MUSIC
from the mind of L.K.
I once sang frequently in public. I have not done so in more than a year, due to my disinvolvement in chorus and choir groups and general life orientation. I can remember the last song I sang publicly, "Judas & Mary." I was Judas while my friend was Mary and played guitar. I sharpened my voice to a mocking sarcastic tone while she smoothed hers. The tune was haunting, running through my bones for weeks. The guitars intertwining with bass and offset by minor-keyed voices.... We stood in front of a rapt congregation and conjured the perfect sound, pulling notes from the aether and inflections from our deepest desires.
During the same period of time I had control of a mess of sound equipment. I recorded the friend who sang Mary and I learned to love the technology of music. I make electronic music now, though I neither publicly perform nor record it.

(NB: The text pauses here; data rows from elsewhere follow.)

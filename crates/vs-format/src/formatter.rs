//! 狀態格式化器
//!
//! 把保存結果轉成可放進隱藏欄位的字串，並在回傳時還原。
//! 格式：`<十六進位 JSON>`，啟用摘要時為 `<十六進位 JSON>.<HMAC-SHA256 十六進位>`。

use hmac::{Hmac, Mac};
use sha2::Sha256;
use tracing::{info, warn};
use vs_core::{Result, StateConfig, StateError, StateValue};

type HmacSha256 = Hmac<Sha256>;

/// 摘要分隔符
const DIGEST_SEPARATOR: char = '.';

/// 狀態格式化器
#[derive(Debug, Clone)]
pub struct StateFormatter {
    config: StateConfig,
}

impl StateFormatter {
    /// 以配置創建格式化器
    pub fn new(config: StateConfig) -> Result<Self> {
        config.validate()?;
        Ok(Self { config })
    }

    pub fn config(&self) -> &StateConfig {
        &self.config
    }

    /// 編碼保存結果；None 編碼為空字串
    pub fn serialize(&self, state: Option<&StateValue>) -> Result<String> {
        let Some(state) = state else {
            return Ok(String::new());
        };

        let json = serde_json::to_vec(state)?;
        let payload = hex::encode(&json);

        let token = if self.config.enable_mac {
            let mut mac = self.mac()?;
            mac.update(payload.as_bytes());
            let digest = hex::encode(mac.finalize().into_bytes());
            format!("{}{}{}", payload, DIGEST_SEPARATOR, digest)
        } else {
            payload
        };

        self.check_size(token.len())?;
        info!("狀態編碼完成: {} 位元組", token.len());
        Ok(token)
    }

    /// 解碼隱藏欄位內容；空字串回傳 None
    pub fn deserialize(&self, token: &str) -> Result<Option<StateValue>> {
        if token.is_empty() {
            return Ok(None);
        }
        self.check_size(token.len())?;

        let payload = if self.config.enable_mac {
            let (payload, digest) = token.rsplit_once(DIGEST_SEPARATOR).ok_or_else(|| {
                warn!("狀態缺少完整性摘要");
                StateError::corruption("缺少完整性摘要")
            })?;

            let digest = hex::decode(digest)
                .map_err(|e| StateError::corruption(format!("摘要解碼失敗: {}", e)))?;

            let mut mac = self.mac()?;
            mac.update(payload.as_bytes());
            mac.verify_slice(&digest).map_err(|_| {
                warn!("狀態完整性摘要不符，可能已被竄改");
                StateError::corruption("完整性摘要不符")
            })?;
            payload
        } else {
            token
        };

        let json = hex::decode(payload)
            .map_err(|e| StateError::corruption(format!("十六進位解碼失敗: {}", e)))?;
        let state: StateValue = serde_json::from_slice(&json)
            .map_err(|e| StateError::corruption(format!("狀態結構無法解析: {}", e)))?;

        info!("狀態解碼完成: {} 位元組", token.len());
        Ok(state.into_option())
    }

    fn check_size(&self, size: usize) -> Result<()> {
        if size > self.config.max_state_bytes {
            return Err(StateError::StateTooLarge {
                size,
                limit: self.config.max_state_bytes,
            });
        }
        Ok(())
    }

    fn mac(&self) -> Result<HmacSha256> {
        HmacSha256::new_from_slice(self.config.mac_key.as_bytes())
            .map_err(|_| StateError::ArgumentNull("mac_key".to_string()))
    }
}
use crate::mirror::{Applied, Mirror};
use crate::view::View;
use nim::wire::{ToClient, ToServer};
use nim::MAX_DATAGRAM_LEN;
use std::{net::SocketAddr, sync::Arc};
use tokio::net::UdpSocket;

/// The single server-facing endpoint of the client process.
#[derive(Debug, Clone)]
pub struct Session {
    socket: Arc<UdpSocket>,
}

#[derive(Debug, thiserror::Error)]
pub enum Error {
    #[error("io: {0}")]
    IO(#[from] std::io::Error),
}

impl Session {
    /// Bind the configured local address, connect to the server, and send
    /// the join request. The id assignment arrives on the receive loop like
    /// every other notification.
    #[tracing::instrument]
    pub async fn create(local: SocketAddr, server: SocketAddr, name: &str) -> Result<Self, Error> {
        let socket = UdpSocket::bind(local).await?;
        socket.connect(server).await?;
        let session = Self {
            socket: Arc::new(socket),
        };
        session
            .send(ToServer::Join {
                name: name.to_string(),
            })
            .await?;
        Ok(session)
    }

    pub async fn send(&self, message: ToServer) -> Result<(), Error> {
        tracing::debug!("Sending: {:?}", message);
        self.socket.send(&message.to_vec()).await?;
        Ok(())
    }

    /// Receive loop: decode each server datagram and apply it to the mirror.
    /// Malformed datagrams are logged and skipped; a termination notice ends
    /// the loop.
    pub async fn run<V: View>(&self, mut mirror: Mirror<V>) -> Result<(), Error> {
        let mut buf = vec![0; MAX_DATAGRAM_LEN];
        loop {
            let n = self.socket.recv(&mut buf).await?;
            let message = match ToClient::deserialize(&buf[..n]) {
                Ok(message) => message,
                Err(err) => {
                    tracing::warn!("discarding malformed datagram: {}", err);
                    continue;
                }
            };
            tracing::debug!("Received: {:?}", message);
            if mirror.apply(message) == Applied::Terminated {
                return Ok(());
            }
        }
    }
}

I have scrounged equipment. I discovered a piece of equipment named "sine square audio generator," on the curbside on trashday. I scrounged two thirty-second tape loops from dead answering machines. Other equipment comes as needed. Sine generator is a black box bristling with knobs and audio outputs. I have found that if I attach a speaker to the audio outputs with a stripped cable, I can modulate a surprising variety of tones or waves by twiddling aforesaid knobs. I record a drum track onto one tape loop and a noise track onto the other. I jam a samples tape into another tape deck. I crank up sine generator and my voice and create a dub equinox. I pour my soul into lyrics that come to mind, while twiddling sine generator into key changes that offset the drum and noise tracks. The samples appear when needed, counterpointing all the rest. It is all totally spontaneous and of the moment.
Cantors crying the Torah or the Koran fly my soul to heaven and beyond. The beauty tears me apart. Opera amazes me and flings me across the emotional spectrum. Piano and strings recreate the music of the spheres for Provokiev and Chopin and Debussy and Rachmaninoff and Gershwin and Eno and Bowie.
A guitar is a best friend and an escape balloon to so many people I love. It is their equalizer. I have innumerable memories of talking to someone who picks up a guitar midsentence and closes their eyes to disappear. And I cannot get them to come back. I suspect that in those moments their entire universe consists of their fingers on strings and their vocal cords, lips and tongue. The emoto-sonic barrier they construct is a shield and a time & space machine.